The scope of such spending and tax cuts, unprecedented for modern Europe, could shatter the strict debt and deficit limits deemed necessary by the EU to keep 12 euro-zone economies to the same course. Berlusconi has argued that each European country should run its economy in its own way--a rejection of the logic that harmony will help the euro to rival the dollar on world markets.

Two of Berlusconi’s nominees have cast doubt, however, on how deep his promised supply-side revolution will run. Giulio Tremonti, his choice for finance minister, has pledged that any tax cuts will be gradual. And Antonio Marzano, the designated minister of production, has warned that Berlusconi’s planned elimination of a regional tax on company profits would cause friction both at home and with the EU.

The center-right coalition is also divided over the EU’s proposed enlargement into Eastern Europe and Berlusconi’s opposition to an international protocol signed in Kyoto, Japan, on reducing “greenhouse gas” emissions.
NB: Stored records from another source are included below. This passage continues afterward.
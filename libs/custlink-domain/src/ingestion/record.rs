//! Customer record entities
//!
//! A line of an uploaded file becomes a [`CandidateRecord`]; a candidate whose
//! national ID passes the checksum becomes a [`ValidatedRecord`]; the validated
//! records of one upload form a [`Batch`].

use std::ops::Deref;

use crate::ingestion::national_id::NationalId;

/// Number of positional fields in a customer record
pub const FIELD_COUNT: usize = 8;

/// One parsed line of a customer file, not yet validated
///
/// All fields are kept as the raw tokens of the line. Dates and monetary
/// values are not interpreted here; they are persisted verbatim.
#[derive(Debug, Clone, PartialEq, Eq)]
pub struct CandidateRecord {
    /// National identification number, raw
    pub national_id: String,
    /// Classification flag (private customer or not)
    pub classification: String,
    /// Completeness flag (incomplete registration or not)
    pub completeness: String,
    /// Date of the last purchase
    pub last_purchase_date: String,
    /// Average ticket value
    pub average_ticket: String,
    /// Ticket value of the last purchase
    pub last_purchase_ticket: String,
    /// Store the customer visits most often
    pub most_frequent_store: String,
    /// Store of the last purchase
    pub last_purchase_store: String,
}

impl CandidateRecord {
    /// Build a record from whitespace-separated tokens
    ///
    /// The first eight tokens are mapped positionally, anything beyond is
    /// ignored. Returns `None` when fewer than eight tokens are given.
    pub fn from_tokens(tokens: &[&str]) -> Option<Self> {
        match tokens {
            [national_id, classification, completeness, last_purchase_date, average_ticket, last_purchase_ticket, most_frequent_store, last_purchase_store, ..] => {
                Some(Self {
                    national_id: national_id.to_string(),
                    classification: classification.to_string(),
                    completeness: completeness.to_string(),
                    last_purchase_date: last_purchase_date.to_string(),
                    average_ticket: average_ticket.to_string(),
                    last_purchase_ticket: last_purchase_ticket.to_string(),
                    most_frequent_store: most_frequent_store.to_string(),
                    last_purchase_store: last_purchase_store.to_string(),
                })
            }
            _ => None,
        }
    }

    /// The eight fields in their positional order
    pub fn tokens(&self) -> [&str; FIELD_COUNT] {
        [
            &self.national_id,
            &self.classification,
            &self.completeness,
            &self.last_purchase_date,
            &self.average_ticket,
            &self.last_purchase_ticket,
            &self.most_frequent_store,
            &self.last_purchase_store,
        ]
    }

    /// Validate the national ID
    ///
    /// Hands the candidate back unchanged when the checksum fails.
    pub fn validate(self) -> Result<ValidatedRecord, CandidateRecord> {
        match NationalId::parse(&self.national_id) {
            Some(id) => Ok(ValidatedRecord { id, record: self }),
            None => Err(self),
        }
    }
}

/// A candidate record whose national ID passed checksum validation
///
/// Only obtainable through [`CandidateRecord::validate`]. Derefs to the
/// underlying candidate for field access.
#[derive(Debug, Clone, PartialEq, Eq)]
pub struct ValidatedRecord {
    id: NationalId,
    record: CandidateRecord,
}

impl ValidatedRecord {
    /// The validated national ID
    pub fn national_id(&self) -> &NationalId {
        &self.id
    }

    /// Unwrap back into the plain record
    pub fn into_inner(self) -> CandidateRecord {
        self.record
    }
}

impl Deref for ValidatedRecord {
    type Target = CandidateRecord;

    fn deref(&self) -> &Self::Target {
        &self.record
    }
}

/// The ordered validated records of one ingestion run
#[derive(Debug, Default)]
pub struct Batch {
    records: Vec<ValidatedRecord>,
}

impl Batch {
    pub fn new() -> Self {
        Self::default()
    }

    /// Append a record, keeping input order
    pub fn push(&mut self, record: ValidatedRecord) {
        self.records.push(record);
    }

    pub fn len(&self) -> usize {
        self.records.len()
    }

    pub fn is_empty(&self) -> bool {
        self.records.is_empty()
    }

    pub fn iter(&self) -> std::slice::Iter<'_, ValidatedRecord> {
        self.records.iter()
    }
}

impl IntoIterator for Batch {
    type Item = ValidatedRecord;
    type IntoIter = std::vec::IntoIter<ValidatedRecord>;

    fn into_iter(self) -> Self::IntoIter {
        self.records.into_iter()
    }
}

impl<'a> IntoIterator for &'a Batch {
    type Item = &'a ValidatedRecord;
    type IntoIter = std::slice::Iter<'a, ValidatedRecord>;

    fn into_iter(self) -> Self::IntoIter {
        self.records.iter()
    }
}
//! Domain errors for ingestion operations
//!
//! Only two conditions ever abort an ingestion run: the uploaded content
//! could not be read, or the record store failed. Bad lines and bad national
//! IDs are [`Rejection`]s, which filter records out without failing the run.

use thiserror::Error;

/// Errors that abort an ingestion run
#[derive(Error, Debug)]
pub enum IngestionError {
    /// The uploaded content could not be read; nothing was persisted
    #[error("Failed to read source content: {0}")]
    SourceReadFailure(String),

    /// The record store failed partway through the batch
    ///
    /// Records persisted before the failure stay persisted.
    #[error("Persistence failed after {persisted} record(s): {cause}")]
    PersistenceFailure {
        persisted: usize,
        #[source]
        cause: StoreError,
    },
}

impl IngestionError {
    /// Create a source read failure with a message
    pub fn source_read_failure(msg: impl Into<String>) -> Self {
        Self::SourceReadFailure(msg.into())
    }

    /// Create a persistence failure after `persisted` successful writes
    pub fn persistence_failure(persisted: usize, cause: StoreError) -> Self {
        Self::PersistenceFailure { persisted, cause }
    }

    /// Number of records durably written before the run failed
    pub fn persisted(&self) -> usize {
        match self {
            Self::SourceReadFailure(_) => 0,
            Self::PersistenceFailure { persisted, .. } => *persisted,
        }
    }
}

impl From<std::io::Error> for IngestionError {
    fn from(err: std::io::Error) -> Self {
        Self::SourceReadFailure(err.to_string())
    }
}

/// Errors reported by a record store adapter
///
/// These abstract away the backend (no sqlx types here).
#[derive(Error, Debug, Clone, PartialEq, Eq)]
pub enum StoreError {
    /// The store could not be reached or no handle could be acquired
    #[error("Record store unavailable: {0}")]
    Unavailable(String),

    /// The store refused to write a record
    #[error("Record write rejected: {0}")]
    WriteRejected(String),
}

impl StoreError {
    pub fn unavailable(msg: impl Into<String>) -> Self {
        Self::Unavailable(msg.into())
    }

    pub fn write_rejected(msg: impl Into<String>) -> Self {
        Self::WriteRejected(msg.into())
    }
}

/// Why a line of input did not become a persisted record
///
/// Rejections are never returned as errors; they are counted in the run report.
#[derive(Debug, Clone, Copy, PartialEq, Eq)]
pub enum Rejection {
    /// The line had fewer than eight tokens in its first tab field
    MalformedLine { line: usize },

    /// The line was not valid UTF-8
    UndecodableLine { line: usize },

    /// The line's national ID failed checksum validation
    InvalidIdentifier { line: usize },
}

impl Rejection {
    /// 1-based line number in the uploaded file
    pub fn line(&self) -> usize {
        match self {
            Self::MalformedLine { line }
            | Self::UndecodableLine { line }
            | Self::InvalidIdentifier { line } => *line,
        }
    }
}

/// Result type alias for ingestion operations
pub type Result<T> = std::result::Result<T, IngestionError>;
Italy’s outgoing center-left government last week signed an EU accord to ratify the 1997 protocol, which is also opposed by the United States.

Many Berlusconi allies insist that development of Italy’s poor south must come before the EU starts subsidizing new members. Ruggiero, who knows Eastern Europe well and backed Russia’s entry into the WTO, is reported to disagree.

In the messy jostling for Cabinet posts, Ruggiero, one of the few independents chosen, came under fire for being an outsider, a candidate reportedly imposed on Berlusconi by the president and Italy’s traditional industrial elite.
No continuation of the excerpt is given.